Re: Enrichment document from yaso@nic.br on 2015-06-24 (public-dwbp-wg@w3.org from June 2015)

From: <yaso@nic.br>
Date: Wed, 24 Jun 2015 11:08:48 -0300
To: public-dwbp-wg@w3.org
Message-ID: <558AB9F0.501@nic.br>
Hi everyone,

I agree with both Annete and Antoine, but still think it is an important
issue to be discussed by the group. I understand your fears on turning
back to our scope endless discussion, but there are specific points,
like the one that Antoine raised on enriching linked data, for example,
that are very useful for us considering the scenario of the web nowadays.  ]

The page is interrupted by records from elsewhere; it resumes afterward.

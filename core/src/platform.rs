//! Async seams to the device.
//!
//! Every platform call returns a boxed future so the traits stay object-safe
//! and can be shared as `Arc<dyn ...>` between the freeze manager, the
//! reconciliation loop and the launcher.

use std::collections::BTreeSet;
use std::future::Future;
use std::pin::Pin;

use deepfreeze_types::{
    CapabilityError, EntryPoint, ExecutionContext, HostError, LaunchIntent, RegistryEntry,
    RegistryError, RunningSet, TaskInfo, UnitId,
};

use crate::StoreError;

pub type PlatformFut<'a, T> = Pin<Box<dyn Future<Output = T> + Send + 'a>>;

/// Installed-unit metadata.
pub trait Registry: Send + Sync {
    fn enumerate(&self) -> PlatformFut<'_, Result<Vec<RegistryEntry>, RegistryError>>;

    /// `Ok(None)` when the unit is not installed.
    fn get_entry<'a>(
        &'a self,
        unit: &'a UnitId,
    ) -> PlatformFut<'a, Result<Option<RegistryEntry>, RegistryError>>;

    /// Declared entry points in manifest order.
    fn entry_points<'a>(
        &'a self,
        unit: &'a UnitId,
    ) -> PlatformFut<'a, Result<Vec<EntryPoint>, RegistryError>>;

    fn is_enabled<'a>(&'a self, unit: &'a UnitId) -> PlatformFut<'a, Result<bool, RegistryError>>;
}

/// The device-owner style privilege that can suspend and kill units.
pub trait PrivilegedCapability: Send + Sync {
    fn is_held(&self) -> PlatformFut<'_, bool>;

    fn set_suspended<'a>(
        &'a self,
        unit: &'a UnitId,
        suspended: bool,
    ) -> PlatformFut<'a, Result<(), CapabilityError>>;

    fn list_processes(&self) -> PlatformFut<'_, Result<RunningSet, CapabilityError>>;

    fn terminate<'a>(&'a self, unit: &'a UnitId) -> PlatformFut<'a, Result<(), CapabilityError>>;

    /// The unit currently answering `MAIN`/`HOME`, if any.
    fn resolve_default_home_handler(
        &self,
    ) -> PlatformFut<'_, Result<Option<UnitId>, CapabilityError>>;
}

/// Launch and task introspection surface.
pub trait ActivityHost: Send + Sync {
    fn start_activity<'a>(&'a self, intent: &'a LaunchIntent) -> PlatformFut<'a, Result<(), HostError>>;

    fn send_broadcast<'a>(&'a self, intent: &'a LaunchIntent) -> PlatformFut<'a, Result<(), HostError>>;

    /// Most recent first, at most `limit` entries.
    fn recent_tasks(&self, limit: usize) -> PlatformFut<'_, Result<Vec<TaskInfo>, HostError>>;

    fn foreground_unit(&self) -> PlatformFut<'_, Result<Option<UnitId>, HostError>>;

    fn execution_context(&self) -> PlatformFut<'_, Result<ExecutionContext, HostError>>;

    fn move_task_to_front(&self, task_id: i32) -> PlatformFut<'_, Result<(), HostError>>;
}

/// Durable backing for the suspension ledger.
///
/// Each mutation must be atomic: after a crash the store reflects either the
/// state before or after the call.
pub trait LedgerStore: Send + Sync {
    fn load(&self) -> Result<BTreeSet<UnitId>, StoreError>;
    fn put(&self, unit: &UnitId) -> Result<(), StoreError>;
    fn remove(&self, unit: &UnitId) -> Result<(), StoreError>;
}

Keep in mind that our scope is already well defined:

"This document is concerned solely with best practices that:

1. are specifically relevant to data published on the Web;
2. encourage publication or re-use of data on the Web;
3. can be tested by machines, humans or a combination of the two.

As noted above, whether a best practice has or has not been followed
should be judged against the intended outcome, not the possible approach
to implementation which is offered as guidance.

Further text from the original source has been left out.